> Problem requirements: The entries that follow include a run beginning at the line with "min_distance_to_ground + 0.05" and ending at the line with "let mut p = Params::DEFAULT;"; restate that run word for word and leave the rest out.

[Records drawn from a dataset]
########################################
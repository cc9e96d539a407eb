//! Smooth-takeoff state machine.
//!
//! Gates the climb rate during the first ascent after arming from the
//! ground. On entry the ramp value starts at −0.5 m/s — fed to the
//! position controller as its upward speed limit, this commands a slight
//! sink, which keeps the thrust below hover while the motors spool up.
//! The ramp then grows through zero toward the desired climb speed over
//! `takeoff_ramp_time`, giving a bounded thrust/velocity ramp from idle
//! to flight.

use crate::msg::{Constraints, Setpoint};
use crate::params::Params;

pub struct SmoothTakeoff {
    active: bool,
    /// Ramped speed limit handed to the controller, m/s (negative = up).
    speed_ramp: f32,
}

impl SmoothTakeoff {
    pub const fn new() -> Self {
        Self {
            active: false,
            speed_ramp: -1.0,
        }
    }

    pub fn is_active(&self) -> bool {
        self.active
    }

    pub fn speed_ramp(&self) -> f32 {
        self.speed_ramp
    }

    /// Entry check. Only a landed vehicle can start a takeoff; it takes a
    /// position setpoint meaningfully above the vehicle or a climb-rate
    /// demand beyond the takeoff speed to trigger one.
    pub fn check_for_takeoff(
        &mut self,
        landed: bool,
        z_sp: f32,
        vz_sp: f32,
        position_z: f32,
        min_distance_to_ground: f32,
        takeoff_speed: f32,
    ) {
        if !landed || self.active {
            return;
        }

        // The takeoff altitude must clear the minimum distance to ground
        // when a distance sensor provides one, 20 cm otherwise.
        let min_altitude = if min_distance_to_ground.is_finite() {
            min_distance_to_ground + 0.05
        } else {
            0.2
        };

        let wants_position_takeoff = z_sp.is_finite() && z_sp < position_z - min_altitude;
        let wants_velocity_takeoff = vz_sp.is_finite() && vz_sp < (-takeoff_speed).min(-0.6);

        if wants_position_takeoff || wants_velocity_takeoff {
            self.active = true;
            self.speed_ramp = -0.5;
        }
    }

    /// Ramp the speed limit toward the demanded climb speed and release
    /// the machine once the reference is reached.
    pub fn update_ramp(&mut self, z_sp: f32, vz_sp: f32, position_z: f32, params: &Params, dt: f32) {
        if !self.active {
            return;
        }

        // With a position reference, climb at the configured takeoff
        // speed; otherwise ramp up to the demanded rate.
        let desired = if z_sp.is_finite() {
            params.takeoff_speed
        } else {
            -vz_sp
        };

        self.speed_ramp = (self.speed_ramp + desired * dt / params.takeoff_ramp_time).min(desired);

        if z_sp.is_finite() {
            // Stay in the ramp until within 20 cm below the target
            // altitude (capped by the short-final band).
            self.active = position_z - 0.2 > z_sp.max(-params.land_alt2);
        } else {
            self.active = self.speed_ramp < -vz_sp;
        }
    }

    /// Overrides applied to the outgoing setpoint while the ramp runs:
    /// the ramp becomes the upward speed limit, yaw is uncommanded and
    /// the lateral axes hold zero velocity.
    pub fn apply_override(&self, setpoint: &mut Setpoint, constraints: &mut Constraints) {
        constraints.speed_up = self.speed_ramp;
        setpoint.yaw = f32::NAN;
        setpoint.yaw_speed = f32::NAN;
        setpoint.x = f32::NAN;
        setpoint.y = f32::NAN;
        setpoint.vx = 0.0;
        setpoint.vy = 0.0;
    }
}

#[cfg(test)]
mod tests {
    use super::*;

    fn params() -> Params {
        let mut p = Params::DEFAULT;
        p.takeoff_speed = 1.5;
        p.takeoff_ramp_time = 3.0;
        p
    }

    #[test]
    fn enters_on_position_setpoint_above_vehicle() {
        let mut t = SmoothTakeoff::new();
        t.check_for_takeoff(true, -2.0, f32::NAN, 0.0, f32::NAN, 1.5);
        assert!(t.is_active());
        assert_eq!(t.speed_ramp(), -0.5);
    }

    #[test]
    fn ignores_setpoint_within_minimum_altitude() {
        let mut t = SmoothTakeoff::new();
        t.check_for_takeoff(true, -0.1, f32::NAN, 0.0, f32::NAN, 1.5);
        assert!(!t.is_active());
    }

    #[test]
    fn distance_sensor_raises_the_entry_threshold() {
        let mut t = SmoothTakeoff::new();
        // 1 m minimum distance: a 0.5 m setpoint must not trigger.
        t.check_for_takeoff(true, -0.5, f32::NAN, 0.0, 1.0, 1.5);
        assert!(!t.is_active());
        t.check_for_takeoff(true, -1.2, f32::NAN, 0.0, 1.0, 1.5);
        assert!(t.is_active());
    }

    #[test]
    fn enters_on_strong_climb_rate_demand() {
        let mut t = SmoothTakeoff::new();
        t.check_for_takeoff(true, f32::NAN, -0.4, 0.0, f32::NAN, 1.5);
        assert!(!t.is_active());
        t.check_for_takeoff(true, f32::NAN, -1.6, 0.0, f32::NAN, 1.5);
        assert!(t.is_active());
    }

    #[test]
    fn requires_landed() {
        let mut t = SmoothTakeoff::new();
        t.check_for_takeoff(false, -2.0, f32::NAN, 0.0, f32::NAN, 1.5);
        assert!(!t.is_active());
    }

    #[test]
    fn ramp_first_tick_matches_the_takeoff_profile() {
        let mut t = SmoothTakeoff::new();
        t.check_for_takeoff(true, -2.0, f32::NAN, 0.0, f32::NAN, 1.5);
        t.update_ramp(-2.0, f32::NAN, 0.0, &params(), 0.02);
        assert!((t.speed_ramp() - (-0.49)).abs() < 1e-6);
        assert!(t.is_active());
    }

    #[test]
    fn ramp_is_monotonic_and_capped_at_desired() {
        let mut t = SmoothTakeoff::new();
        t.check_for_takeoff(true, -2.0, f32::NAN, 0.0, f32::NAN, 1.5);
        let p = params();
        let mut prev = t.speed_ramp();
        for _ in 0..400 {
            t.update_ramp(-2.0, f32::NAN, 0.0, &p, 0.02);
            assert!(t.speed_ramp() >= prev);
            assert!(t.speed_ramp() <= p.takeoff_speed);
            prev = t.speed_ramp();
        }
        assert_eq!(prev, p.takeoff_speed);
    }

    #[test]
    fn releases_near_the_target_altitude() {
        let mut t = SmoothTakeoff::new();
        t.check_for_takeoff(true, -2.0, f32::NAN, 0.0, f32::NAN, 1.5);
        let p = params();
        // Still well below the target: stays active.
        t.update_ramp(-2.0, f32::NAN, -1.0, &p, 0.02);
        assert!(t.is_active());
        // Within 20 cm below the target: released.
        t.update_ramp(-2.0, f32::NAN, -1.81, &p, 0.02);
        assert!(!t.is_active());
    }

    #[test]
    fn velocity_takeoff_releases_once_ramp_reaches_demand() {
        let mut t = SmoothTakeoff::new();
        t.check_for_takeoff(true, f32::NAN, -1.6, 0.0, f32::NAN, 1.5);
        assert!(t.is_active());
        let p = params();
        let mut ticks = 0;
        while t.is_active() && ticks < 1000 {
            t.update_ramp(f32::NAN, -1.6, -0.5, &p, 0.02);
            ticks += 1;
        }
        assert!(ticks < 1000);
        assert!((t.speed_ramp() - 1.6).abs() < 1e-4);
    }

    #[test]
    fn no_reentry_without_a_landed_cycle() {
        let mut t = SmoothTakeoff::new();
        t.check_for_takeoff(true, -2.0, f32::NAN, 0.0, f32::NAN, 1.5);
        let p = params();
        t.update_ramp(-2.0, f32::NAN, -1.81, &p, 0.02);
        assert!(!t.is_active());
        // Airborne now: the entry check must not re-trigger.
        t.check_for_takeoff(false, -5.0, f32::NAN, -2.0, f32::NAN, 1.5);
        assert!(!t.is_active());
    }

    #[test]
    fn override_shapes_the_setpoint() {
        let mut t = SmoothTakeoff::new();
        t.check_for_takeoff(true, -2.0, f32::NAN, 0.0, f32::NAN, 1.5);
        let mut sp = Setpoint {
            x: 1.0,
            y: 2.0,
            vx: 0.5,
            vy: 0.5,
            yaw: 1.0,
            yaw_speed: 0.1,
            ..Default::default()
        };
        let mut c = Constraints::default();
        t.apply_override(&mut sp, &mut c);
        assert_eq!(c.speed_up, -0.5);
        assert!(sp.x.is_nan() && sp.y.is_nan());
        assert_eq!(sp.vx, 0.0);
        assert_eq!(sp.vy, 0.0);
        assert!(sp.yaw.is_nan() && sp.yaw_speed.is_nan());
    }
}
########################################
> Task response:
            min_distance_to_ground + 0.05
        } else {
            0.2
        };

        let wants_position_takeoff = z_sp.is_finite() && z_sp < position_z - min_altitude;
        let wants_velocity_takeoff = vz_sp.is_finite() && vz_sp < (-takeoff_speed).min(-0.6);

        if wants_position_takeoff || wants_velocity_takeoff {
            self.active = true;
            self.speed_ramp = -0.5;
        }
    }

    /// Ramp the speed limit toward the demanded climb speed and release
    /// the machine once the reference is reached.
    pub fn update_ramp(&mut self, z_sp: f32, vz_sp: f32, position_z: f32, params: &Params, dt: f32) {
        if !self.active {
            return;
        }

        // With a position reference, climb at the configured takeoff
        // speed; otherwise ramp up to the demanded rate.
        let desired = if z_sp.is_finite() {
            params.takeoff_speed
        } else {
            -vz_sp
        };

        self.speed_ramp = (self.speed_ramp + desired * dt / params.takeoff_ramp_time).min(desired);

        if z_sp.is_finite() {
            // Stay in the ramp until within 20 cm below the target
            // altitude (capped by the short-final band).
            self.active = position_z - 0.2 > z_sp.max(-params.land_alt2);
        } else {
            self.active = self.speed_ramp < -vz_sp;
        }
    }

    /// Overrides applied to the outgoing setpoint while the ramp runs:
    /// the ramp becomes the upward speed limit, yaw is uncommanded and
    /// the lateral axes hold zero velocity.
    pub fn apply_override(&self, setpoint: &mut Setpoint, constraints: &mut Constraints) {
        constraints.speed_up = self.speed_ramp;
        setpoint.yaw = f32::NAN;
        setpoint.yaw_speed = f32::NAN;
        setpoint.x = f32::NAN;
        setpoint.y = f32::NAN;
        setpoint.vx = 0.0;
        setpoint.vy = 0.0;
    }
}

#[cfg(test)]
mod tests {
    use super::*;

    fn params() -> Params {
        let mut p = Params::DEFAULT;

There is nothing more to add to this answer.